### Instructions for the task
In the records below, find every line with the word "UnitCall" and copy it.

### Items listed in a dataset
Segment Open

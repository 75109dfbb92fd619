//! Engine scenarios driven synchronously through `process_pending`.

use std::collections::{HashMap, VecDeque};

use flume::Receiver;
use proptest::prelude::*;

use crate::codec::{
    AccessUnit, BufferOwner, ComponentTarget, Engine, EngineHandle, InputData, MediaFormat,
    Notification, State, StreamResult,
    constants::{MIME_VIDEO_AVC, MIME_VIDEO_VP9},
};
use crate::common::{
    errors::ErrorCode,
    types::{BufferFlags, BufferId, PortIndex},
};
use crate::configs::EngineConfig;
use crate::hardware::{
    ComponentInfo, FlushTarget, LoopbackConfig, LoopbackUnit, SettingsIndex, UnitCall,
    UnitCommand, UnitEvent, UnitState,
};
use crate::surface::{BoxedSurface, MemorySurface, SurfaceApi};

struct Harness {
    engine: Engine,
    handle: EngineHandle,
    unit: LoopbackUnit,
    notes: Receiver<Notification>,
}

impl Harness {
    fn new(unit: LoopbackUnit) -> Self {
        Self::with_config(unit, EngineConfig::default())
    }

    fn with_config(unit: LoopbackUnit, config: EngineConfig) -> Self {
        let (tx, rx) = flume::unbounded();
        let (engine, handle) = Engine::new(Box::new(unit.clone()), config, tx);
        Self {
            engine,
            handle,
            unit,
            notes: rx,
        }
    }

    fn pump(&mut self) {
        self.engine.process_pending();
    }

    fn inject(&mut self, event: UnitEvent) {
        assert!(self.unit.inject(event));
        self.pump();
    }

    fn complete(&mut self, command: UnitCommand) {
        self.inject(UnitEvent::CommandComplete(command));
    }

    fn drain(&self) -> Vec<Notification> {
        self.notes.try_iter().collect()
    }

    fn owner(&self, port: PortIndex, id: BufferId) -> BufferOwner {
        let p = self.engine.context().port(port);
        p.get(p.find(id).unwrap()).owner()
    }

    fn output_ids(&self) -> Vec<BufferId> {
        self.engine
            .context()
            .port(PortIndex::Output)
            .buffers()
            .iter()
            .map(|b| b.id)
            .collect()
    }

    fn setup(&mut self, target: ComponentTarget, surface: Option<MemorySurface>) {
        let surface = surface.map(|s| Box::new(s) as BoxedSurface);
        self.handle
            .setup(target, &avc_decoder(), surface, true)
            .unwrap();
        self.pump();
    }
}

fn avc_decoder() -> MediaFormat {
    MediaFormat {
        mime: MIME_VIDEO_AVC.to_string(),
        width: Some(320),
        height: Some(240),
        ..MediaFormat::default()
    }
}

fn by_mime() -> ComponentTarget {
    ComponentTarget::ByMime {
        mime: MIME_VIDEO_AVC.to_string(),
        encoder: false,
    }
}

fn fills(notes: &[Notification]) -> Vec<BufferId> {
    notes
        .iter()
        .filter_map(|n| match n {
            Notification::FillThisBuffer { id, .. } => Some(*id),
            _ => None,
        })
        .collect()
}

fn drains(notes: &[Notification]) -> Vec<BufferId> {
    notes
        .iter()
        .filter_map(|n| match n {
            Notification::DrainThisBuffer { id, .. } => Some(*id),
            _ => None,
        })
        .collect()
}

fn error_codes(notes: &[Notification]) -> Vec<ErrorCode> {
    notes
        .iter()
        .filter_map(|n| match n {
            Notification::Error { code, .. } => Some(*code),
            _ => None,
        })
        .collect()
}

fn empty_buffer_calls(unit: &LoopbackUnit) -> Vec<(BufferId, usize, BufferFlags)> {
    unit.calls()
        .into_iter()
        .filter_map(|c| match c {
            UnitCall::EmptyBuffer { id, len, flags, .. } => Some((id, len, flags)),
            _ => None,
        })
        .collect()
}

fn commands(unit: &LoopbackUnit) -> Vec<UnitCommand> {
    unit.calls()
        .into_iter()
        .filter_map(|c| match c {
            UnitCall::SendCommand(cmd) => Some(cmd),
            _ => None,
        })
        .collect()
}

Segment Closed

### Exercise result
    ComponentInfo, FlushTarget, LoopbackConfig, LoopbackUnit, SettingsIndex, UnitCall,
            UnitCall::EmptyBuffer { id, len, flags, .. } => Some((id, len, flags)),
            UnitCall::SendCommand(cmd) => Some(cmd),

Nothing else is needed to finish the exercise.